Religión en Costa Rica: fe, tradición y sociedad

Religión en Costa Rica

Patrimonio religioso y cultural de Costa Rica

La religión oficial de Costa Rica es el catolicismo romano, según lo establece la Constitución de 1949, aunque la mayoría de los costarricenses muestra una devoción bastante moderada en la práctica cotidiana. La Constitución garantiza la libertad de culto y el Gobierno respeta ese derecho de manera general. Si bien el catolicismo tiene rango de religión estatal, todas las personas pueden practicar su fe libremente y sin interferencia gubernamental. Entre otras confesiones presentes en el país se encuentran el protestantismo, el islam, el judaísmo y el budismo, entre otras. Estos grupos, que se encuentran dispersos por todo el territorio nacional, no constituyen mayoría en ninguna región, aunque su presencia ha ido en aumento y su actividad resulta bastante notable en comparación con las religiones tradicionales.

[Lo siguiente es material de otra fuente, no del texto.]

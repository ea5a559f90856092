//! Domain models - core position types, distance and errors
//!
//! This module contains the canonical data types used throughout the system:
//! - `Coordinate` / `PositionSample` - what a location provider reports
//! - `geo` - haversine great-circle distance
//! - `TrackerEvent` - observable output of the proximity tracker
//! - `LocationError` - typed failures of the location engine

pub mod error;
pub mod geo;
pub mod types;

// Re-export commonly used types at module level
pub use error::{LocationError, LocationResult};
pub use geo::{distance_km, haversine_km, EARTH_RADIUS_KM};
pub use types::{Coordinate, PositionOptions, PositionSample, TrackerEvent, TrackerState};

El clero católico ha defendido con firmeza su posición frente a los misioneros protestantes, y el evangelismo que tan arraigado está en otros países centroamericanos no ha logrado penetrar de manera significativa en Costa Rica. El notable incremento en el número de sectas religiosas podría estar señalando un despertar espiritual entre una amplia población que se alejó de la religión y que se siente decepcionada por la pomposidad y la falta de contenido espiritual de la Iglesia católica tradicional. Lamentablemente, muchas de estas nuevas agrupaciones suelen estar encabezadas por predicadores codiciosos o lascivos, cuyas motivaciones distan mucho de la salvación espiritual. La Iglesia católica ya ha iniciado su contraofensiva para recuperar a sus fieles, enviando sacerdotes con perfil televisivo a predicar en radio y televisión, algo completamente inusual en el catolicismo antes de estos tiempos de agitación.

Los pueblos más pequeños tienen su propia iglesia o capilla. Cuando usted recorre los caminos de tierra de los poblados más apartados de Costa Rica, especialmente los domingos, verá a muchas personas caminando hacia los oficios religiosos católicos o protestantes. Las personas mayores tienden a ser más devotas que las jóvenes, pero es innegable que incluso quienes no asisten a misa, la gran mayoría de la población se considera católica y guarda un respeto heredado hacia la Iglesia.